//! Goban-Sync: keeps a physical Go board and its game record in sync.
//!
//! A camera-and-sensor board reports complete snapshots of the stones
//! it sees; this crate validates them against the rules, maintains a
//! branching move record, asks an external engine for analysis, and
//! tells the player how to fix the board when the physical and logical
//! positions drift apart.
//!
//! ## Modules
//!
//! - [`board`] - data model and vertex coordinate mapping
//! - [`rules`] - groups, liberties, and capture detection
//! - [`record`] - the branching game record with analysis payloads
//! - [`score`] - ownership-based final scoring
//! - [`reconcile`] - snapshot reconciliation against the record
//! - [`session`] - the JSON line protocol event loop
//! - [`protocol`] - wire types for all collaborator interfaces
//! - [`config`] - board size, komi, seats and scoring knobs
//! - [`error`] - the error taxonomy
//!
//! ## Example
//!
//! ```
//! use goban_sync::board::{BoardState, Color, Coord, Stone};
//! use goban_sync::config::GameConfig;
//! use goban_sync::reconcile::Reconciler;
//! use goban_sync::record::GameRecord;
//!
//! let config = GameConfig::default();
//! let mut record = GameRecord::new(config);
//! let mut reconciler = Reconciler::new(config.players);
//!
//! // The sensor reports a single black stone on D4.
//! let mut observed = BoardState::new();
//! observed.insert(Stone {
//!     color: Color::Black,
//!     coord: Coord::from_text("D4", config.board_size).unwrap(),
//! });
//!
//! reconciler.reconcile(&mut record, &observed).unwrap();
//! assert_eq!(record.all_moves().len(), 1);
//! assert_eq!(record.current_player(), Color::White);
//! ```

pub mod board;
pub mod config;
pub mod error;
pub mod protocol;
pub mod reconcile;
pub mod record;
pub mod rules;
pub mod score;
pub mod session;
impl GameRecord {
    /// A fresh record holding only the game-start placeholder.
    pub fn new(config: GameConfig) -> Self {
        let root = NodeId(0);
        let mut nodes = HashMap::new();
        nodes.insert(
            root,
            MoveNode {
                id: root,
                mv: Move::Start,
                parent: None,
                children: Vec::new(),
                captured: BoardState::new(),
                prisoners: Prisoners::default(),
                analysis: None,
            },
        );
        GameRecord { config, nodes, root, current: root, next_id: 1 }
    }

    /// The analysis query for the empty starting position.
    pub fn start_request(&self) -> AnalysisRequest {
        self.analysis_request(self.root)
    }

    pub fn config(&self) -> &GameConfig {
        &self.config
    }

    pub fn current(&self) -> NodeId {
        self.current
    }

    pub fn node(&self, id: NodeId) -> Option<&MoveNode> {
        self.nodes.get(&id)
    }

    pub fn current_node(&self) -> &MoveNode {
        &self.nodes[&self.current]
    }

    pub fn node_count(&self) -> usize {
        self.nodes.len()
    }

    /// Record a move as a child of the current node and make it
    /// current. If an equal move is already among the children this
    /// only navigates and no new analysis is needed; otherwise the
    /// query for the freshly created node is returned so the caller
    /// can forward it to the engine.
    pub fn record_move(&mut self, mv: Move) -> Option<AnalysisRequest> {
        let existing = self.nodes[&self.current]
            .children
            .iter()
            .copied()
            .find(|id| self.nodes[id].mv == mv);
        if let Some(child) = existing {
            self.current = child;
            return None;
        }

        let state = self.board_state();
        let captured = rules::captured_by(&mv, &state, self.config.board_size);
        let mut prisoners = self.nodes[&self.current].prisoners;
        prisoners.black_stones +=
            captured.iter().filter(|s| s.color == Color::Black).count() as u32;
        prisoners.white_stones +=
            captured.iter().filter(|s| s.color == Color::White).count() as u32;

        let id = NodeId(self.next_id);
        self.next_id += 1;
        let parent = self.current;
        self.nodes.insert(
            id,
            MoveNode {
                id,
                mv,
                parent: Some(parent),
                children: Vec::new(),
                captured,
                prisoners,
                analysis: None,
            },
        );
        if let Some(node) = self.nodes.get_mut(&parent) {
            node.children.push(id);
        }
        self.current = id;
        Some(self.analysis_request(id))
    }

    /// Move the review pointer to a node.
    pub fn set_current(&mut self, id: NodeId) -> Result<()> {
        if !self.nodes.contains_key(&id) {
            return Err(GameError::UnknownNode(id));
        }
        self.current = id;
        Ok(())
    }

    /// Attach an analysis result, or roll back a rejected move.
    ///
    /// An engine failure removes the referenced node and its whole
    /// subtree before the error surfaces; the current pointer falls
    /// back to the node's parent if it was inside. Responses for
    /// already-pruned nodes are stale and silently discarded.
    pub fn set_analysis(&mut self, response: AnalysisResponse) -> Result<()> {
        if let Some(error) = response.error {
            if self.nodes.contains_key(&response.query_id) {
                self.remove_subtree(response.query_id);
                return Err(GameError::Engine(error));
            }
            log::debug!("discarding engine error for pruned node {}", response.query_id);
            return Ok(());
        }
        match self.nodes.get_mut(&response.query_id) {
            Some(node) => node.analysis = Some(response.analysis),
            None => log::debug!("discarding stale analysis for node {}", response.query_id),
        }
        Ok(())
    }

    /// Step the pointer up `x` ancestors without deleting anything.
    pub fn undo_last_x(&mut self, x: usize) -> Result<()> {
        let mut target = self.current;
        for _ in 0..x {
            target = self.nodes[&target]
                .parent
                .ok_or_else(|| GameError::UndoNotFound(format!("{x} moves")))?;
        }
        self.current = target;
        Ok(())
    }

    /// Step the pointer up `x` ancestors and discard every branch below
    /// the new current node.
    pub fn remove_last_x(&mut self, x: usize) -> Result<()> {
        self.undo_last_x(x)?;
        for child in self.nodes[&self.current].children.clone() {
            self.remove_subtree(child);
        }
        Ok(())
    }

    /// Undo whatever trailing stretch of moves put exactly `target` on
    /// the board. Window sizes from `target.len()` up to the current
    /// depth are tried; a window matches when its placements, minus
    /// every stone captured anywhere on the path, equal `target`.
    pub fn undo_stones(&mut self, target: &BoardState) -> Result<()> {
        match self.matching_undo_depth(target) {
            Some(x) => self.undo_last_x(x),
            None => Err(GameError::UndoNotFound(crate::board::describe(target))),
        }
    }

    fn matching_undo_depth(&self, target: &BoardState) -> Option<usize> {
        let moves = self.all_moves();
        let captured = self.path_captures();
        let depth = moves.len();

        for x in target.len()..=depth {
            let mut window: BoardState =
                moves[depth - x..].iter().filter_map(Move::placement).collect();
            window.retain(|stone| !captured.contains(stone));
            if window == *target {
                return Some(x);
            }
        }
        None
    }

    // ------------------------------------------------------------------
    // Derived views. All pure functions of (nodes, current).
    // ------------------------------------------------------------------

    /// The board at the current node: every placement on the path from
    /// the root, minus every stone captured along it.
    pub fn board_state(&self) -> BoardState {
        let mut state = BoardState::new();
        for id in &self.path_to(self.current)[1..] {
            let node = &self.nodes[id];
            if let Some(stone) = node.mv.placement() {
                state.insert(stone);
            }
            for stone in &node.captured {
                state.remove(stone);
            }
        }
        state
    }

    /// The prisoner tally at the current node.
    pub fn prisoners(&self) -> Prisoners {
        self.nodes[&self.current].prisoners
    }

    /// The move that produced the current node.
    pub fn last_move(&self) -> Move {
        self.nodes[&self.current].mv
    }

    /// The side to move: the opponent of whoever moved last.
    pub fn current_player(&self) -> Color {
        self.last_move().color().other()
    }

    /// Moves already explored from the current node.
    pub fn next_moves(&self) -> Vec<Move> {
        self.nodes[&self.current]
            .children
            .iter()
            .map(|id| self.nodes[id].mv)
            .collect()
    }

    /// The game ends when the last two moves on the path are passes.
    pub fn game_over(&self) -> bool {
        let moves = self.all_moves();
        moves.len() >= 2
            && moves[moves.len() - 2..]
                .iter()
                .all(|mv| matches!(mv, Move::Pass(_)))
    }

    /// All moves from the game start to the current node, in order.
    pub fn all_moves(&self) -> Vec<Move> {
        self.path_to(self.current)[1..]
            .iter()
            .map(|id| self.nodes[id].mv)
            .collect()
    }

    /// The tree projection for frontends: one row per root-to-leaf
    /// path, one entry per analyzed node past the root. A row stops at
    /// the first node still waiting for analysis.
    pub fn graph_data(&self) -> Vec<Vec<GraphMove>> {
        self.paths_to_leaves()
            .into_iter()
            .map(|path| {
                path[1..]
                    .iter()
                    .map_while(|id| {
                        let node = &self.nodes[id];
                        let analysis = node.analysis.as_ref()?;
                        Some(GraphMove {
                            mv: wire_move(&node.mv),
                            score: analysis.estimated_score.clone(),
                            variations: self.variations(*id),
                            is_current_move: *id == self.current,
                            identifier: *id,
                        })
                    })
                    .collect()
            })
            .collect()
    }

    /// The score of the finished game from the current node's ownership
    /// estimate, or `None` while no analysis is attached.
    pub fn final_score(&self) -> Result<Option<f64>> {
        let Some(analysis) = self.current_node().analysis.as_ref() else {
            return Ok(None);
        };
        if analysis.ownership.is_empty() {
            return Ok(None);
        }
        score::final_score(
            &analysis.ownership,
            &self.board_state(),
            &self.prisoners(),
            &self.config,
        )
        .map(Some)
    }

    // ------------------------------------------------------------------
    // Internals
    // ------------------------------------------------------------------

    fn analysis_request(&self, id: NodeId) -> AnalysisRequest {
        let moves = self.path_to(id)[1..]
            .iter()
            .map(|nid| wire_move(&self.nodes[nid].mv))
            .collect();
        AnalysisRequest { query_id: id, moves }
    }

    /// Node ids from the root to `id`, inclusive.
    fn path_to(&self, id: NodeId) -> Vec<NodeId> {
        let mut path = Vec::new();
        let mut cursor = Some(id);
        while let Some(id) = cursor {
            path.push(id);
            cursor = self.nodes[&id].parent;
        }
        path.reverse();
        path
    }

    /// Every stone captured anywhere on the path to the current node.
    fn path_captures(&self) -> BoardState {
        self.path_to(self.current)[1..]
            .iter()
            .flat_map(|id| self.nodes[id].captured.iter().copied())
            .collect()
    }

    /// Root-to-leaf paths in depth-first order.
    fn paths_to_leaves(&self) -> Vec<Vec<NodeId>> {
        let mut out = Vec::new();
        let mut stack = vec![vec![self.root]];
        while let Some(path) = stack.pop() {
            let node = &self.nodes[path.last().unwrap_or(&self.root)];
            if node.children.is_empty() {
                out.push(path);
                continue;
            }
            for &child in node.children.iter().rev() {
                let mut next = path.clone();
                next.push(child);
                stack.push(next);
            }
        }
        out
    }

    /// Sibling alternatives of a node, cyclically ordered by vertex
    /// text starting just past the node itself.
    fn variations(&self, id: NodeId) -> Vec<NodeId> {
        let Some(parent) = self.nodes[&id].parent else {
            return Vec::new();
        };
        let mut siblings = self.nodes[&parent].children.clone();
        siblings.sort_by_key(|sid| self.nodes[sid].mv.vertex());
        if let Some(pos) = siblings.iter().position(|&sid| sid == id) {
            siblings.rotate_left(pos);
        }
        siblings.split_off(1)
    }

    /// Detach `id` from its parent and drop it with all descendants.
    /// The root placeholder is never removed.
    fn remove_subtree(&mut self, id: NodeId) {
        let Some(parent) = self.nodes.get(&id).and_then(|n| n.parent) else {
            return;
        };
        if let Some(node) = self.nodes.get_mut(&parent) {
            node.children.retain(|&child| child != id);
        }

        let mut doomed = Vec::new();
        let mut work = vec![id];
        while let Some(nid) = work.pop() {
            if let Some(node) = self.nodes.get(&nid) {
                work.extend(node.children.iter().copied());
            }
            doomed.push(nid);
        }
        if doomed.contains(&self.current) {
            self.current = parent;
        }
        for nid in doomed {
            self.nodes.remove(&nid);
        }
    }
}
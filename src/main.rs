//! Goban-Sync: keeps a physical Go board and its game record in sync.
//!
//! ## Usage
//!
//! - `goban-sync` - Show a reconciliation demo
//! - `goban-sync serve` - Run the JSON line protocol on stdin/stdout
//! - `goban-sync demo` - Run the demo explicitly
//!
//! Pass `--config <file>` to override board size, komi, seats and
//! scoring defaults from a JSON file.

use std::fs;
use std::path::PathBuf;

use anyhow::Context;
use clap::{Parser, Subcommand};

use goban_sync::board::{self, BoardState, Color, Coord, Stone};
use goban_sync::config::GameConfig;
use goban_sync::reconcile::Reconciler;
use goban_sync::record::GameRecord;
use goban_sync::session::Session;

/// Goban-Sync: physical board digitization core
#[derive(Parser)]
#[command(name = "goban-sync")]
#[command(author, version, about, long_about = None)]
struct Cli {
    /// JSON configuration file
    #[arg(long)]
    config: Option<PathBuf>,

    #[command(subcommand)]
    command: Option<Commands>,
}

#[derive(Subcommand)]
enum Commands {
    /// Run the JSON line protocol session on stdin/stdout
    Serve,
    /// Run a scripted reconciliation demo
    Demo,
}

fn main() -> anyhow::Result<()> {
    env_logger::init();
    let cli = Cli::parse();

    let config = match &cli.config {
        Some(path) => {
            let raw = fs::read_to_string(path)
                .with_context(|| format!("reading config {}", path.display()))?;
            serde_json::from_str(&raw)
                .with_context(|| format!("parsing config {}", path.display()))?
        }
        None => GameConfig::default(),
    };

    match cli.command {
        Some(Commands::Serve) => {
            let mut session = Session::new(config);
            session.run()?;
        }
        Some(Commands::Demo) | None => {
            run_demo(config)?;
        }
    }
    Ok(())
}

/// Walk through a short game the way the sensor would report it,
/// including the cleanup dance after a capture.
fn run_demo(config: GameConfig) -> anyhow::Result<()> {
    println!("Goban-Sync: board reconciliation demo\n");

    let size = config.board_size;
    let mut record = GameRecord::new(config);
    let mut reconciler = Reconciler::new(config.players);
    let mut observed = BoardState::new();

    println!("=== Alternating play ===");
    let mut color = Color::Black;
    for vertex in ["C4", "D4", "E4", "G7", "D3", "G6"] {
        observed.insert(stone(color, vertex, size)?);
        step(&mut reconciler, &mut record, &observed);
        color = color.other();
    }
    println!("{}\n", board::render(&record.board_state(), size));

    println!("=== Capture cleanup ===");
    // Black D5 captures White D4 in the record, but the dead stone is
    // still sitting on the physical board.
    observed.insert(stone(Color::Black, "D5", size)?);
    step(&mut reconciler, &mut record, &observed);

    // The player lifts the captured stone and the boards agree again.
    observed.remove(&stone(Color::White, "D4", size)?);
    step(&mut reconciler, &mut record, &observed);
    println!("{}", board::render(&record.board_state(), size));
    println!("prisoners: {:?}\n", record.prisoners());

    println!("=== Random continuation ===");
    fastrand::seed(0x60ba);
    for _ in 0..6 {
        let vertex = random_empty_vertex(&record.board_state(), size);
        observed.insert(stone(record.current_player(), &vertex, size)?);
        step(&mut reconciler, &mut record, &observed);
        // Mirror captures in the simulated snapshot, clearing any
        // mismatch the way a player lifting dead stones would
        observed = record.board_state();
        if reconciler.invalid() {
            step(&mut reconciler, &mut record, &observed);
        }
    }
    println!("{}", board::render(&record.board_state(), size));

    Ok(())
}

fn step(reconciler: &mut Reconciler, record: &mut GameRecord, observed: &BoardState) {
    match reconciler.reconcile(record, observed) {
        Ok(outcome) => println!("ok: {outcome:?}"),
        Err(error) => println!("!! {error}"),
    }
}

fn stone(color: Color, vertex: &str, size: usize) -> anyhow::Result<Stone> {
    Ok(Stone {
        color,
        coord: Coord::from_text(vertex, size)?,
    })
}

fn random_empty_vertex(state: &BoardState, size: usize) -> String {
    loop {
        let coord = Coord {
            col: fastrand::usize(..size) as u8,
            row: fastrand::usize(..size) as u8,
        };
        let occupied = state.iter().any(|s| s.coord == coord);
        if !occupied {
            return coord.text();
        }
    }
}
//! Error taxonomy for the game core.
//!
//! Three families, with different guarantees:
//! - validation errors ([`AmbiguousPlacement`], [`WrongPlayer`],
//!   [`BoardMismatch`]) are raised by the reconciler, never corrupt the
//!   move tree, and clear once the physical board matches the record
//!   again;
//! - [`Engine`] means the analysis engine rejected a query; the
//!   offending node is rolled back before the error surfaces;
//! - structural errors ([`InvalidCoordinate`], [`UndoNotFound`],
//!   [`UnknownNode`]) fail closed with no mutation.
//!
//! [`AmbiguousPlacement`]: GameError::AmbiguousPlacement
//! [`WrongPlayer`]: GameError::WrongPlayer
//! [`BoardMismatch`]: GameError::BoardMismatch
//! [`Engine`]: GameError::Engine
//! [`InvalidCoordinate`]: GameError::InvalidCoordinate
//! [`UndoNotFound`]: GameError::UndoNotFound
//! [`UnknownNode`]: GameError::UnknownNode

use thiserror::Error;

use crate::record::NodeId;

/// All failure modes of the game core.
#[derive(Debug, Error, PartialEq)]
pub enum GameError {
    /// A vertex outside the configured board, or malformed text.
    #[error("Invalid coordinate {0}")]
    InvalidCoordinate(String),

    /// More simultaneous additions than one turn can explain.
    #[error("Too many stones! Please remove {0}")]
    AmbiguousPlacement(String),

    /// A single added stone whose color is not the side to move.
    #[error("Wrong player! Please remove {0}")]
    WrongPlayer(String),

    /// Physical and logical board disagree and recording is blocked
    /// until they match exactly again.
    #[error("Board does not match game record")]
    BoardMismatch,

    /// No trailing window of moves reproduces the removed stones.
    #[error("Can not undo {0}")]
    UndoNotFound(String),

    /// Navigation to a node id that is not (or no longer) in the tree.
    #[error("Unknown node {0}")]
    UnknownNode(NodeId),

    /// The analysis engine rejected a query.
    #[error("Engine error {0}")]
    Engine(String),
}

pub type Result<T> = std::result::Result<T, GameError>;
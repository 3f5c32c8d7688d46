//! # Reader Constants
//!
//! Default sizing for the join reader pipeline and the environment keys the
//! configuration loader and logging setup look at.

/// Items accumulated per dispatched batch
pub const DEFAULT_BATCH_SIZE: usize = 100;

/// Batches a root node may have in flight before its pump blocks
pub const DEFAULT_MAX_CONCURRENT_BATCHES: usize = 20;

/// Capacity of the output queue between the pump and the consumer
pub const DEFAULT_READ_BUFFER_SIZE: usize = 1000;

/// Extra read attempts issued after a failed source read
pub const DEFAULT_READ_RETRY_LIMIT: u32 = 1;

/// Environment variable prefix for configuration overrides
pub const CONFIG_ENV_PREFIX: &str = "TASKER_BATCH";

/// Separator between nested configuration keys in environment variables
pub const CONFIG_ENV_SEPARATOR: &str = "__";

/// Environment variables consulted, in order, to detect the runtime environment
pub const ENVIRONMENT_VARIABLES: [&str; 2] = ["TASKER_ENV", "APP_ENV"];

/// Name given to nodes built without an explicit name
pub const DEFAULT_NODE_NAME: &str = "reader";
use serde::{Deserialize, Serialize};
use std::fmt;

/// Lifecycle of a reader node; a node runs exactly one open…close cycle
#[derive(Debug, Clone, Copy, PartialEq, Eq, Hash, Serialize, Deserialize)]
#[serde(rename_all = "snake_case")]
pub enum NodeState {
    /// Built, not yet opened
    New,
    /// Source opened, pump starting
    Opened,
    /// Pump reading and dispatching batches
    Active,
    /// End-of-stream delivered
    Completed,
    /// Fatal failure observed
    Error,
    /// Resources released
    Closed,
}

impl NodeState {
    /// Check if this is a terminal state (no further transitions allowed)
    pub fn is_terminal(&self) -> bool {
        matches!(self, Self::Closed)
    }

    /// Check if the node has finished producing, successfully or not
    pub fn is_finished(&self) -> bool {
        matches!(self, Self::Completed | Self::Error | Self::Closed)
    }

    /// Check if this is an error state
    pub fn is_error(&self) -> bool {
        matches!(self, Self::Error)
    }

    pub fn can_transition_to(&self, next: NodeState) -> bool {
        use NodeState::*;
        matches!(
            (self, next),
            (New, Opened)
                | (New, Error)
                | (Opened, Active)
                | (Opened, Error)
                | (Active, Completed)
                | (Active, Error)
                | (New, Closed)
                | (Opened, Closed)
                | (Active, Closed)
                | (Completed, Closed)
                | (Error, Closed)
        )
    }
}

impl fmt::Display for NodeState {
    fn fmt(&self, f: &mut fmt::Formatter<'_>) -> fmt::Result {
        match self {
            Self::New => write!(f, "new"),
            Self::Opened => write!(f, "opened"),
            Self::Active => write!(f, "active"),
            Self::Completed => write!(f, "completed"),
            Self::Error => write!(f, "error"),
            Self::Closed => write!(f, "closed"),
        }
    }
}

impl std::str::FromStr for NodeState {
    type Err = String;

    fn from_str(s: &str) -> Result<Self, Self::Err> {
        match s {
            "new" => Ok(Self::New),
            "opened" => Ok(Self::Opened),
            "active" => Ok(Self::Active),
            "completed" => Ok(Self::Completed),
            "error" => Ok(Self::Error),
            "closed" => Ok(Self::Closed),
            _ => Err(format!("Invalid node state: {s}")),
        }
    }
}
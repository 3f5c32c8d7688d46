#![allow(dead_code)]

pub mod sources;
pub mod strategies;

pub use sources::*;
pub use strategies::*;
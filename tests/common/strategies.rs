use proptest::prelude::*;
use tasker_batch::ReaderConfig;

/// Strategy for small reader configurations that exercise batching edges
pub fn reader_config_strategy() -> impl Strategy<Value = ReaderConfig> {
    (1usize..=16, 1usize..=4, 1usize..=8).prop_map(
        |(batch_size, max_concurrent_batches, read_buffer_size)| ReaderConfig {
            batch_size,
            max_concurrent_batches,
            read_buffer_size,
            read_retry_limit: 1,
        },
    )
}

/// Strategy for source contents
pub fn items_strategy() -> impl Strategy<Value = Vec<i64>> {
    prop::collection::vec(-1000i64..1000, 0..200)
}

/// Strategy for parent join keys drawn from a small domain so duplicates are common
pub fn parent_keys_strategy() -> impl Strategy<Value = Vec<u64>> {
    prop::collection::vec(0u64..8, 0..60)
}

YOUR OBJECTIVE — Respond with a number only: how many lines in the material contain the string "anyhow"?

SOLUTION — 4